To deploy it see these instructions.

Faster Image Processing

If you notice a bottleneck in JPEG decoding (decompression) it’s enough to switch to a much faster libjpeg-turbo, using the normal version of Pillow.

If you need faster image resize, blur, alpha composition, alpha premultiplication, division by alpha, grayscale and other image manipulations you need to switch to Pillow-SIMD.

At the moment this section is only relevant if you’re on the x86 platform.

libjpeg-turbo

This is a faster compression/decompression libjpeg drop-in replacement.

libjpeg-turbo is a JPEG image codec that uses SIMD instructions (MMX, SSE2, AVX2, NEON, AltiVec). On x86 platforms it accelerates baseline JPEG compression and decompression and progressive JPEG compression. libjpeg-turbo is generally 2-6x as fast as libjpeg, all else being equal.

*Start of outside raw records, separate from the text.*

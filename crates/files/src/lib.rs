//! INDER attachment handling
//!
//! Files attached to a medical history (complementary test results, vaccination
//! certificates, scanned documents) are stored by the backend. This crate does the local part
//! of the job before anything is sent:
//!
//! - the extension must be on the backend's allow-list
//! - the file must not exceed [`MAX_ATTACHMENT_BYTES`]
//! - the content is hashed (SHA-256) and its media type sniffed
//!
//! The result is an [`InspectedFile`]: the bytes to upload plus the [`AttachmentMetadata`]
//! recorded inside the history itself.
//!
//! ## Example Usage
//!
//! ```no_run
//! use inder_files::inspect;
//! use std::path::Path;
//!
//! # fn main() -> Result<(), Box<dyn std::error::Error>> {
//! let file = inspect(Path::new("resultados/hemograma.pdf"))?;
//! println!("{} ({} bytes, {})", file.metadata.nombre, file.metadata.tamano, file.metadata.tipo);
//! # Ok(())
//! # }
//! ```

mod files;

pub use files::{format_size, inspect, AttachmentMetadata, InspectedFile};

/// Extensions the backend accepts for clinical files.
pub const ALLOWED_EXTENSIONS: &[&str] = &["pdf", "jpg", "jpeg", "png", "dcm"];

/// Largest attachment accepted (10 MiB).
pub const MAX_ATTACHMENT_BYTES: u64 = 10 * 1024 * 1024;

/// Errors that can occur while inspecting an attachment
#[derive(Debug, thiserror::Error)]
pub enum FilesError {
    /// Path does not point at a regular file
    #[error("not a regular file: {0}")]
    NotAFile(String),

    /// Extension is missing or not on the allow-list
    #[error("file type not allowed: {0} (allowed: pdf, jpg, jpeg, png, dcm)")]
    DisallowedExtension(String),

    /// File is larger than [`MAX_ATTACHMENT_BYTES`]
    #[error("file too large: {size} bytes (maximum {max} bytes)")]
    TooLarge { size: u64, max: u64 },

    /// I/O error occurred
    #[error("I/O error: {0}")]
    Io(#[from] std::io::Error),
}

pub type FilesResult<T> = std::result::Result<T, FilesError>;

When you install it system-wide it provides a drop-in replacement for the libjpeg library. Some packages that rely on this library will be able to start using it right away, most will need to be recompiled against the replacement library.

Here is its git-repo.

fastai uses Pillow for its image processing and you have to rebuild Pillow to take advantage of libjpeg-turbo.

To learn how to rebuild Pillow-SIMD or Pillow with libjpeg-turbo see the Pillow-SIMD entry.

Pillow-SIMD

There is a faster Pillow version out there.

Background

First, there was PIL (Python Image Library). And then its development was abandoned.

Then, Pillow forked PIL as a drop-in replacement and according to its benchmarks it is significantly faster than ImageMagick, OpenCV, IPP and other fast image processing libraries (on identical hardware/platform).

Relatively recently, Pillow-SIMD was born to be a drop-in replacement for Pillow. This library in its turn is 4-6 times faster than Pillow, according to the same benchmarks. Pillow-SIMD is highly optimized for common image manipulation instructions using Single Instruction, Multiple Data (SIMD approach, where multiple data points are processed simultaneously. This is not parallel processing (think threads), but a single instruction processing, supported by CPU, via data-level parallelism, similar to matrix operations on GPU, which also use SIMD.

Pillow-SIMD currently works only on the x86 platform. That’s the main reason it’s a fork of Pillow and not backported to Pillow - the latter is committed to support many other platforms/architectures where SIMD-support is lacking. The Pillow-SIMD release cycle is made so that its versions are identical Pillow’s and the functionality is identical, except Pillow-SIMD speeds up some of them (e.g. resize).

Installation

This section explains how to install Pillow-SIMD w/ libjpeg-turbo (but the very tricky libjpeg-turbo part of it is identically relevant to Pillow - just replace pillow-simd with pillow in the code below).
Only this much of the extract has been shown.